Interdisziplinäres Stoffwechsel-Centrum, Charité-Universitätsmedizin Berlin, Campus Virchow-Klinikum, 13353 Berlin, Germany.
Int J Endocrinol. 2012;2012:268957. doi: 10.1155/2012/268957. Epub 2012 Apr 10.
This paper outlines the present status of medical therapy of acromegaly. Indications for permanent postoperative treatment, postirradiation treamtent to bridge the interval until remission as well as primary medical therapy are elaborated. Therapeutic efficacy of the different available drugs-somatostatin receptor ligands (SRLs), dopamine agonists, and the GH antagonist Pegvisomant-is discussed, as are the indications for and efficacy of their respective combinations. Information on their mechanism of action, and some pharmakokinetic data are included.

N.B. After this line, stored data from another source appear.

// SPDX-License-Identifier: PMPL-1.0-or-later
// Copyright (c) 2026 Jonathan D.A. Jewell (hyperpolymath) <jonathan.jewell@open.ac.uk>
//
// Platform-aware data and download directory resolution.

use std::path::{Path, PathBuf};

/// Return the application data directory, creating it if needed.
pub fn data_dir() -> std::io::Result<PathBuf> {
    let dir = dirs_fallback().join("quickscan");
    std::fs::create_dir_all(&dir)?;
    Ok(dir)
}

/// Where exported documents go: the configured override, else
/// `$XDG_DOWNLOAD_DIR`, else `~/Downloads` if it exists, else `fallback`.
pub fn download_dir(configured: Option<&Path>, fallback: &Path) -> PathBuf {
    resolve_download_dir(
        configured,
        std::env::var_os("XDG_DOWNLOAD_DIR").map(PathBuf::from),
        std::env::var_os("HOME").map(PathBuf::from),
        fallback,
    )
}

fn resolve_download_dir(
    configured: Option<&Path>,
    xdg_download: Option<PathBuf>,
    home: Option<PathBuf>,
    fallback: &Path,
) -> PathBuf {
    if let Some(dir) = configured {
        return dir.to_path_buf();
    }
    if let Some(dir) = xdg_download.filter(|d| !d.as_os_str().is_empty()) {
        return dir;
    }
    if let Some(downloads) = home.map(|h| h.join("Downloads")).filter(|d| d.is_dir()) {
        return downloads;
    }
    fallback.to_path_buf()
}

fn dirs_fallback() -> PathBuf {
    // Try XDG data dir, then fallback to home
    if let Ok(xdg) = std::env::var("XDG_DATA_HOME") {
        return PathBuf::from(xdg);
    }
    if let Ok(home) = std::env::var("HOME") {
        return PathBuf::from(home).join(".local").join("share");
    }
    // Last resort
    std::env::temp_dir()
}
impl ScanController {
    pub fn new(camera: Box<dyn NativeCamera>, config: &AppConfig) -> Self {
        info!(backend = camera.backend_name(), "scan controller created");
        Self {
            camera,
            constraints: config.camera_constraints(),
            stream: None,
            session: CaptureSession::new(),
            encoder: FrameEncoder::new(config.effective_jpeg_quality()),
            preview_encoder: FrameEncoder::new(PREVIEW_JPEG_QUALITY),
            export: ExportSettings {
                file_name: config.export_file_name.clone(),
                title: config.pdf_title.clone(),
            },
        }
    }

    // -- Camera ---------------------------------------------------------------

    /// Whether a live stream is bound to the controller.
    pub fn stream_active(&self) -> bool {
        self.stream.is_some()
    }

    /// Name of the camera backend in use.
    pub fn camera_name(&self) -> &str {
        self.camera.backend_name()
    }

    /// Track states of the current stream (empty when stopped).
    pub fn tracks(&self) -> Vec<TrackState> {
        self.stream
            .as_ref()
            .map(|s| s.stream.tracks())
            .unwrap_or_default()
    }

    /// Open the camera with the configured constraints.
    ///
    /// An already running stream is stopped first. On failure the controller
    /// is left without a stream and the error carries the backend's reason.
    #[instrument(skip(self), fields(backend = self.camera.backend_name()))]
    pub fn start_camera(&mut self) -> Result<()> {
        if self.stream.is_some() {
            debug!("restarting camera, releasing previous stream");
            self.stop_camera();
        }

        match self.camera.open_stream(&self.constraints) {
            Ok(stream) => {
                info!(size = ?stream.natural_size(), "camera started");
                self.stream = Some(ActiveStream { stream });
                Ok(())
            }
            Err(err) => {
                warn!(error = %err, "camera start failed");
                Err(match err {
                    QuickscanError::CameraUnavailable(reason) => {
                        QuickscanError::CameraUnavailable(reason)
                    }
                    QuickscanError::PlatformUnavailable => QuickscanError::CameraUnavailable(
                        "camera not supported on this platform".into(),
                    ),
                    other => QuickscanError::CameraUnavailable(other.to_string()),
                })
            }
        }
    }

    /// Halt every track of the active stream. Returns `false` when there was
    /// nothing to stop.
    pub fn stop_camera(&mut self) -> bool {
        match self.stream.take() {
            Some(mut active) => {
                active.stop();
                info!("camera stopped");
                true
            }
            None => false,
        }
    }

    // -- Capture --------------------------------------------------------------

    /// Snapshot the current frame at native resolution and keep it as the
    /// pending capture, replacing any earlier one.
    ///
    /// Fails with `NoActiveStream` (leaving the session untouched) when no
    /// stream is running or its frame size is not known yet.
    #[instrument(skip(self))]
    pub fn capture_frame(&mut self) -> Result<&EncodedImage> {
        let active = self.stream.as_mut().ok_or(QuickscanError::NoActiveStream)?;
        let (width, height) = active
            .stream
            .natural_size()
            .ok_or(QuickscanError::NoActiveStream)?;

        let frame = active.stream.grab_frame()?;
        if (frame.width(), frame.height()) != (width, height) {
            debug!(
                expected = ?(width, height),
                got = ?(frame.width(), frame.height()),
                "frame size changed since stream start"
            );
        }
        let encoded = self.encoder.encode(&frame)?;
        info!(
            width = encoded.width(),
            height = encoded.height(),
            bytes = encoded.len(),
            "frame captured"
        );

        self.session.set_captured(encoded);
        self.session
            .captured()
            .ok_or_else(|| QuickscanError::ImageProcessing("capture was not stored".into()))
    }

    /// Grab the current frame for the live view without touching the
    /// session. Encoding is left to the returned job.
    pub fn grab_preview(&mut self) -> Result<PreviewJob> {
        let active = self.stream.as_mut().ok_or(QuickscanError::NoActiveStream)?;
        let frame = active.stream.grab_frame()?;
        Ok(PreviewJob {
            frame,
            encoder: self.preview_encoder,
        })
    }

    /// Grab and encode a live view frame in one step.
    pub fn preview_frame(&mut self) -> Result<EncodedImage> {
        self.grab_preview()?.render()
    }

    // -- Pages ----------------------------------------------------------------

    /// Commit the pending capture as the next page.
    pub fn add_page(&mut self) -> bool {
        let added = self.session.add_page();
        if added {
            info!(pages = self.session.page_count(), "page added");
        } else {
            debug!("add page ignored, nothing captured");
        }
        added
    }

    /// Forget every page and the pending capture. The camera keeps running.
    pub fn clear_all(&mut self) {
        self.session.clear_all();
        info!("session cleared");
    }

    pub fn session(&self) -> &CaptureSession {
        &self.session
    }

    // -- Export ---------------------------------------------------------------

    /// Images an export would contain right now: committed pages, then the
    /// pending capture.
    pub fn export_set(&self) -> Result<Vec<EncodedImage>> {
        self.session.export_set()
    }

    /// A writer configured with this controller's document settings.
    pub fn pdf_writer(&self) -> PdfWriter {
        let mut writer = PdfWriter::new();
        writer.set_title(self.export.title.clone());
        writer
    }

    /// File name exported documents are delivered under.
    pub fn export_file_name(&self) -> &str {
        &self.export.file_name
    }

    /// Build the PDF from the current export set and hand it to `sink`.
    ///
    /// Nothing reaches the sink unless every page was embedded.
    #[instrument(skip_all)]
    pub fn export_pdf(&self, sink: &dyn DocumentSink) -> Result<ExportReceipt> {
        let images = self.export_set()?;
        export_images(&self.pdf_writer(), &images, &self.export.file_name, sink)
    }
}

impl Drop for ScanController {
    fn drop(&mut self) {
        if self.stop_camera() {
            debug!("camera released on teardown");
        }
    }
}

/// Assemble `images` into a PDF and deliver it as `file_name`.
///
/// Split out from `ScanController::export_pdf` so the UI can run it off the
/// event loop with an owned copy of the export set.
pub fn export_images(
    writer: &PdfWriter,
    images: &[EncodedImage],
    file_name: &str,
    sink: &dyn DocumentSink,
) -> Result<ExportReceipt> {
    let bytes = writer.create_from_images(images)?;
    let location = sink.deliver(file_name, DocumentType::Pdf.mime_type(), &bytes)?;
    info!(
        location = %location.display(),
        pages = images.len(),
        bytes = bytes.len(),
        "export complete"
    );
    Ok(ExportReceipt {
        location,
        page_count: images.len(),
        byte_len: bytes.len(),
    })
}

Special emphasis is given to the difficulties to define remission criteria of acromegaly due to technical assay problems. An algorithm for medical therapy in acromegaly is provided.
本文概述了肢端肥大症的医学治疗现状。阐述了永久性术后治疗的适应证、放疗后治疗以弥合缓解前的间隔期,以及初始药物治疗。讨论了不同可用药物(生长抑素受体配体[SRL]、多巴胺激动剂和 GH 拮抗剂 Pegvisomant)的治疗效果,以及它们各自联合应用的适应证和疗效。还介绍了它们的作用机制和一些药代动力学数据。特别强调了由于技术检测问题导致定义肢端肥大症缓解标准的困难。提供了肢端肥大症药物治疗的算法。